Stand: 17:20 Uhr | Lesedauer: 3 Minuten 8 Sept 2019 Von Holger Zschäpitz  – 

Willkommen in der Welt der Negativzinsen

Das versteht keiner mehr: Sämtliche deutsche Staatsanleihen rentieren derzeit im Minus. Selbst für 30-jährige Bundesanleihen zahlen Anleger drauf. Die rekordniedrigen Zinsen verführen Unternehmen weltweit dazu, neue Schulden aufzunehmen. Fast hat es den Eindruck, als gäbe es Geld geschenkt. Doch die Strategie ist höchst riskant, wie ein Blick in die Vergangenheit zeigt.

Es sind Bedingungen, denen kann selbst das reichste Unternehmen der Welt nicht widerstehen. Apple hat in dieser Woche eigene Anleihen im Wert von sieben Milliarden Dollar verkauft. Da spielt es keine Rolle, dass der Handyhersteller aus Cupertino mehr als 200 Milliarden Dollar auf der hohen Kante hat. Die Zinsen waren einfach zu günstig, um sich diese Chance entgehen zu lassen.

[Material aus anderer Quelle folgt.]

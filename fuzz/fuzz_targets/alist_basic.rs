#![no_main]
use arbitrary::{Arbitrary, Unstructured};
use hyperion_fuzz_utils::{BasicCommand, CommandSequence, RunnerState};
use libfuzzer_sys::fuzz_target;
use std::fmt::{self, Debug, Formatter};

#[derive(Copy, Clone, PartialEq, Eq)]
struct UpperLetter(char);

// Forward the Debug implementation to the inner `char` so that the printed test case compiles
// as-is.
impl Debug for UpperLetter {
    fn fmt(&self, f: &mut Formatter) -> fmt::Result {
        self.0.fmt(f)
    }
}

impl<'d> Arbitrary<'d> for UpperLetter {
    fn arbitrary(u: &mut Unstructured<'d>) -> arbitrary::Result<Self> {
        Ok(UpperLetter((b'A' + u.int_in_range(0_u8..=25)?) as char))
    }
}

fuzz_target!(|cmds: CommandSequence<BasicCommand<UpperLetter>>| {
    let cmds = cmds.map(|cmd| cmd.map_item(|c| c.0));

    let mut runner: RunnerState<char> = RunnerState::init(cmds.limits);

    for c in &cmds.cmds {
        runner.run_basic_cmd(c);
    }
});
//! Various collections of unit tests
//!
//! The bulk of the "we're confident this works" comes from fuzzing, but each failure from fuzzing
//! is used as a new unit test, so there's a few of them here as well.

/// "Basic" fuzz tests -- insertion, removal, and replacement on a single list
///
/// In the format printed by the `alist_basic` fuzz target.
mod basic;
/// Manually-written test cases
mod manual;
/// Checks that observers see exactly the structure of the tree
mod observer;
/// Key-ordered trees
mod sorted;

Apple muss für seine 30-jährigen Schuldtitel weniger als drei Prozent zahlen.

Auch der Medienkonzern Walt Disney, der Getränkemulti Coca-Cola, der Baumaschinenhersteller Deere und der Industrieriese 3M folgten den Verlockungen der Finanzmärkte und verkauften neue Anleihen. Binnen 30 Stunden haben US-Unternehmen in insgesamt 49 Bond-Emissionen Schulden in Höhe von 74 Milliarden Dollar verkauft. Ein neuer Rekord, wie die Finanzagentur Bloomberg berechnet hat.

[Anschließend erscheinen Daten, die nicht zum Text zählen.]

//! Wrapper module for [`BDictionary`]

use std::fmt::{self, Debug, Formatter};

use super::to_index;
use crate::error::TreeError;
use crate::param::NodeLimits;
use crate::tree::{IndexedTree, Iter, KeyOrder, OnEqual};

fn pair_key<K: Clone, V>(pair: &(K, V)) -> K {
    pair.0.clone()
}

/// A map kept in key order, where every entry also has a position
///
/// ```
/// use hyperion::BDictionary;
///
/// let mut dict = BDictionary::new();
/// dict.insert("pear", 3).unwrap();
/// dict.insert("apple", 5).unwrap();
/// assert_eq!(dict.insert("pear", 4), Ok(Some(3)));
///
/// assert_eq!(dict.get(&"pear"), Some(&4));
/// assert_eq!(dict.get_index(0), Some((&"apple", &5)));
/// assert_eq!(dict.find_lower_bound(&"banana"), (1, false));
/// ```
pub struct BDictionary<K, V> {
    tree: IndexedTree<(K, V), K>,
}

impl<K: Clone + Ord, V: Clone> BDictionary<K, V> {
    pub fn new() -> Self {
        Self::with_limits(NodeLimits::default())
    }

    pub fn with_limits(limits: NodeLimits) -> Self {
        BDictionary {
            tree: IndexedTree::new_sorted(limits, KeyOrder::new(pair_key::<K, V>)),
        }
    }

    pub fn len(&self) -> usize {
        self.tree.len() as usize
    }

    pub fn is_empty(&self) -> bool {
        self.tree.is_empty()
    }

    /// Returns the position of the first entry whose key isn't less than `key`, and whether that
    /// entry's key is equal to `key`
    pub fn find_lower_bound(&self, key: &K) -> (usize, bool) {
        match self.tree.find_by_key(key, true) {
            Ok((i, found)) => (i as usize, found),
            Err(_) => {
                weak_unreachable!("BDictionary without a key order");
                (0, false)
            }
        }
    }

    pub fn get(&self, key: &K) -> Option<&V> {
        match self.find_lower_bound(key) {
            (i, true) => self.get_index(i).map(|(_, v)| v),
            (_, false) => None,
        }
    }

    /// Returns the entry at position `index`
    pub fn get_index(&self, index: usize) -> Option<(&K, &V)> {
        let (k, v) = self.tree.get(u32::try_from(index).ok()?)?;
        Some((k, v))
    }

    pub fn contains_key(&self, key: &K) -> bool {
        self.find_lower_bound(key).1
    }

    /// Inserts or replaces the value for `key`, returning the previous value
    pub fn insert(&mut self, key: K, value: V) -> Result<Option<V>, TreeError> {
        let (_, old) = self.tree.insert_sorted((key, value), OnEqual::Replace)?;
        Ok(old.map(|(_, v)| v))
    }

    /// Replaces the value for an existing `key`, returning whether the key was present. Unlike
    /// [`insert`](Self::insert), this never adds an entry.
    pub fn set(&mut self, key: &K, value: V) -> Result<bool, TreeError> {
        match self.find_lower_bound(key) {
            (i, true) => {
                let i = to_index(i, self.tree.len())?;
                self.tree.set(i, (key.clone(), value))?;
                Ok(true)
            }
            (_, false) => Ok(false),
        }
    }

    /// Removes the entry for `key`, returning its value
    pub fn remove(&mut self, key: &K) -> Result<Option<V>, TreeError> {
        match self.find_lower_bound(key) {
            (i, true) => {
                let old = self.tree.remove_at(to_index(i, self.tree.len())?)?;
                Ok(old.map(|(_, v)| v))
            }
            (_, false) => Ok(None),
        }
    }

    pub fn clear(&mut self) -> Result<(), TreeError> {
        self.tree.clear()
    }

    pub fn freeze(&mut self) {
        self.tree.freeze();
    }

    pub fn as_tree(&self) -> &IndexedTree<(K, V), K> {
        &self.tree
    }
}

impl<K, V> BDictionary<K, V> {
    /// Iterates over the entries in key order
    pub fn iter(&self) -> impl Iterator<Item = (&K, &V)> + '_ {
        self.tree.iter().map(|(k, v)| (k, v))
    }

    pub fn keys(&self) -> impl Iterator<Item = &K> + '_ {
        self.tree.iter().map(|(k, _)| k)
    }

    pub fn values(&self) -> impl Iterator<Item = &V> + '_ {
        self.tree.iter().map(|(_, v)| v)
    }

    /// Returns the underlying tree's iterator, yielding `&(K, V)`
    pub fn entries(&self) -> Iter<'_, (K, V), K> {
        self.tree.iter()
    }
}

impl<K: Clone + Ord, V: Clone> Default for BDictionary<K, V> {
    fn default() -> Self {
        Self::new()
    }
}

impl<K, V> Clone for BDictionary<K, V> {
    fn clone(&self) -> Self {
        BDictionary {
            tree: self.tree.clone(),
        }
    }
}

impl<K: Debug, V: Debug> Debug for BDictionary<K, V> {
    fn fmt(&self, f: &mut Formatter) -> fmt::Result {
        f.debug_map().entries(self.iter()).finish()
    }
}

Und das ist längst nicht nur ein amerikanisches Phänomen. Weltweit machen Firmen neue Schulden, da es noch nie so günstig war wie jetzt. In Europa wurde bei den Emissionen in dieser Woche die Marke von einer Billion Euro überschritten, zwei Wochen früher als im Rekordjahr 2017. Unter den Bond-Emittenten finden sich auch deutsche Konzerne wie Continental, Lufthansa, ThyssenKrupp, Deutsche Telekom, Hochtief oder E.on. Fast hat es den Eindruck, als gäbe es Geld geschenkt.

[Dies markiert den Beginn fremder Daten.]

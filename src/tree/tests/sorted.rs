use std::cell::RefCell;
use std::rc::Rc;

use crate::param::NodeLimits;
use crate::{IndexedTree, KeyOrder, OnEqual, TreeError};

fn identity(x: &u32) -> u32 {
    *x
}

fn sorted_tree(limits: NodeLimits) -> IndexedTree<u32, u32> {
    IndexedTree::new_sorted(limits, KeyOrder::new(identity))
}

fn add(tree: &mut IndexedTree<u32, u32>, item: u32) {
    let (i, _) = tree.find_by_key(&item, false).unwrap();
    tree.insert(i, item).unwrap();
}

#[test]
fn bounds_with_duplicates() {
    let mut tree = sorted_tree(NodeLimits::new(3, 3));
    for i in 0..100 {
        add(&mut tree, (i * 7) % 50);
        tree.validate();
    }

    for k in 0..50 {
        assert_eq!(tree.find_by_key(&k, true), Ok((2 * k, true)));
        assert_eq!(tree.find_by_key(&k, false), Ok((2 * k + 2, true)));
    }
    assert_eq!(tree.find_by_key(&50, true), Ok((100, false)));
    assert_eq!(tree.find_by_key(&50, false), Ok((100, false)));
}

#[test]
fn missing_keys() {
    let mut tree = sorted_tree(NodeLimits::new(3, 4));
    for i in 0..40 {
        add(&mut tree, i * 10);
    }

    assert_eq!(tree.find_by_key(&0, true), Ok((0, true)));
    assert_eq!(tree.find_by_key(&5, true), Ok((1, false)));
    assert_eq!(tree.find_by_key(&5, false), Ok((1, false)));
    assert_eq!(tree.find_by_key(&395, true), Ok((40, false)));
    assert_eq!(tree.find_by_key(&390, false), Ok((40, true)));
}

#[test]
fn cached_keys_follow_removal() {
    let mut tree = sorted_tree(NodeLimits::new(3, 3));
    for i in 0..60 {
        add(&mut tree, i);
    }

    // Removing the end of each leaf changes the highest key of its subtree
    tree.remove_range(50, 10).unwrap();
    tree.validate();
    assert_eq!(tree.find_by_key(&55, true), Ok((50, false)));

    tree.remove_range(10, 20).unwrap();
    tree.validate();
    assert_eq!(tree.find_by_key(&30, true), Ok((10, true)));
    assert_eq!(tree.find_by_key(&20, false), Ok((10, false)));

    tree.set(9, 25).unwrap();
    tree.validate();
    assert_eq!(tree.find_by_key(&25, true), Ok((9, true)));
}

#[test]
fn sections_keep_keys() {
    let mut tree = sorted_tree(NodeLimits::new(3, 3));
    for i in 0..80 {
        add(&mut tree, i);
    }

    let section = tree.copy_section(20, 40).unwrap();
    section.validate();
    assert_eq!(section.find_by_key(&35, true), Ok((15, true)));
    assert!(section.key_order().is_some());

    let mut high = sorted_tree(NodeLimits::new(3, 3));
    for i in 100..130 {
        add(&mut high, i);
    }
    tree.append(&high).unwrap();
    tree.validate();
    assert_eq!(tree.find_by_key(&100, true), Ok((80, true)));
}

#[test]
fn custom_comparer() {
    let order: KeyOrder<String, usize> = KeyOrder::with_comparer(|s| s.len(), |a, b| b.cmp(a));
    let mut tree: IndexedTree<String, usize> = IndexedTree::new_sorted(NodeLimits::new(3, 3), order);
    for word in ["a", "bbb", "cc", "dddd", "ee", "f"] {
        let (i, _) = tree.find_by_key(&word.len(), false).unwrap();
        tree.insert(i, word.to_owned()).unwrap();
    }
    tree.validate();

    let words: Vec<&str> = tree.iter().map(|s| s.as_str()).collect();
    assert_eq!(words, ["dddd", "bbb", "cc", "ee", "a", "f"]);
    assert_eq!(tree.find_by_key(&2, true), Ok((2, true)));
}

#[test]
fn unsorted_tree_has_no_keys() {
    let mut tree: IndexedTree<u32> = IndexedTree::new(NodeLimits::default());
    assert_eq!(tree.find_by_key(&(), true), Err(TreeError::NotSorted));
    assert_eq!(tree.insert_sorted(1, OnEqual::Replace), Err(TreeError::NotSorted));
}

#[test]
fn insert_sorted_goes_after_equal_items() {
    let mut tree = sorted_tree(NodeLimits::new(3, 3));
    let mut model: Vec<u32> = Vec::new();
    for i in 0..120 {
        let item = (i * 37) % 41;
        let expected = model.partition_point(|&x| x <= item);
        model.insert(expected, item);
        assert_eq!(tree.insert_sorted(item, OnEqual::InsertAfter), Ok((expected as u32, None)));
        tree.validate();
    }
    assert!(tree.iter().eq(model.iter()));
}

#[test]
fn insert_sorted_replaces_equal_key() {
    fn first(pair: &(u32, char)) -> u32 {
        pair.0
    }

    let mut tree = IndexedTree::new_sorted(NodeLimits::new(3, 3), KeyOrder::new(first));
    for k in 0..30 {
        assert_eq!(tree.insert_sorted((k * 2, 'a'), OnEqual::Replace), Ok((k, None)));
    }
    let version = tree.version();
    assert_eq!(tree.insert_sorted((10, 'b'), OnEqual::Replace), Ok((5, Some((10, 'a')))));
    assert_ne!(tree.version(), version);
    assert_eq!(tree.insert_sorted((11, 'c'), OnEqual::Replace), Ok((6, None)));
    tree.validate();

    assert_eq!(tree.len(), 31);
    assert_eq!(tree.get(5), Some(&(10, 'b')));
    assert_eq!(tree.find_by_key(&58, true), Ok((30, true)));
}

#[test]
fn insert_sorted_reports_position_to_listeners() {
    let mut tree = sorted_tree(NodeLimits::new(3, 3));
    let seen = Rc::new(RefCell::new(Vec::new()));
    let log = seen.clone();
    tree.on_changing(move |info| {
        log.borrow_mut().push(info.index);
        Ok(())
    });

    for item in [5, 1, 9, 5] {
        tree.insert_sorted(item, OnEqual::InsertAfter).unwrap();
    }
    assert_eq!(*seen.borrow(), [0, 0, 2, 2]);
    assert!(tree.iter().copied().eq([1, 5, 5, 9]));
}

Und tatsächlich konnte Continental den Zeichnern der 500 Millionen Euro schweren Anleihe, die bis 2023 läuft, einen Kupon von null Prozent anbieten. Der Autozulieferer bekam das Geld damit quasi umsonst. Die Anleger störte auch nicht, dass Conti mit einem Rating von BBB+ nur drei Stufen über Schrottqualität notiert. In Zeiten von Minuszinsen scheint der Anlagedruck der Investoren so groß, dass Conti mit einer Null davonkommt.

Ein Viertel aller Anleihen weist negative Renditen auf. Auch viele Unternehmen bekommen inzwischen fürs Schuldenmachen Geld. „Sehr einfache Finanzierungsbedingungen locken die Kreditnehmer an den Markt“, sagt Viktor Hjort, Leiter Kreditstrategie bei BNP Paribas. In Europa müssen die Firmen rund ein Prozent Zinsen zahlen, in Übersee sind die Sätze auf das Rekordtief von 2,87 Prozent gefallen. Vor zehn Jahren waren Kredite für die Konzerne noch dreimal so teuer.

Grund für den Schuldenboom ist die Hausse an den Anleihemärkten. In den vergangenen Wochen waren vor allem die Renditen für Staatsanleihen kräftig gefallen. In Deutschland rentieren sämtliche Bundesanleihen mit negativen Zinsen. Davon profitieren die Firmen sogar überdurchschnittlich. Viele Investoren schichten auf der Jagd nach positiven Zinsen ihr Geld von Staatsanleihen in Schuldtitel von Unternehmen, sogenannte Corporate Bonds, um. Anzeige

Wer damit rechnet, dass aus dem Schuldenboom ein neuer Konjunkturboom erwachsen könnte, dürfte enttäuscht werden. Denn die meisten Firmen nutzen das Geld nicht dafür, neue Investitionen anzustoßen. Vielmehr wird das Geld verwendet, um teurere Altanleihen abzulösen oder aber das Geld für Aktienrückkäufe zu nutzen.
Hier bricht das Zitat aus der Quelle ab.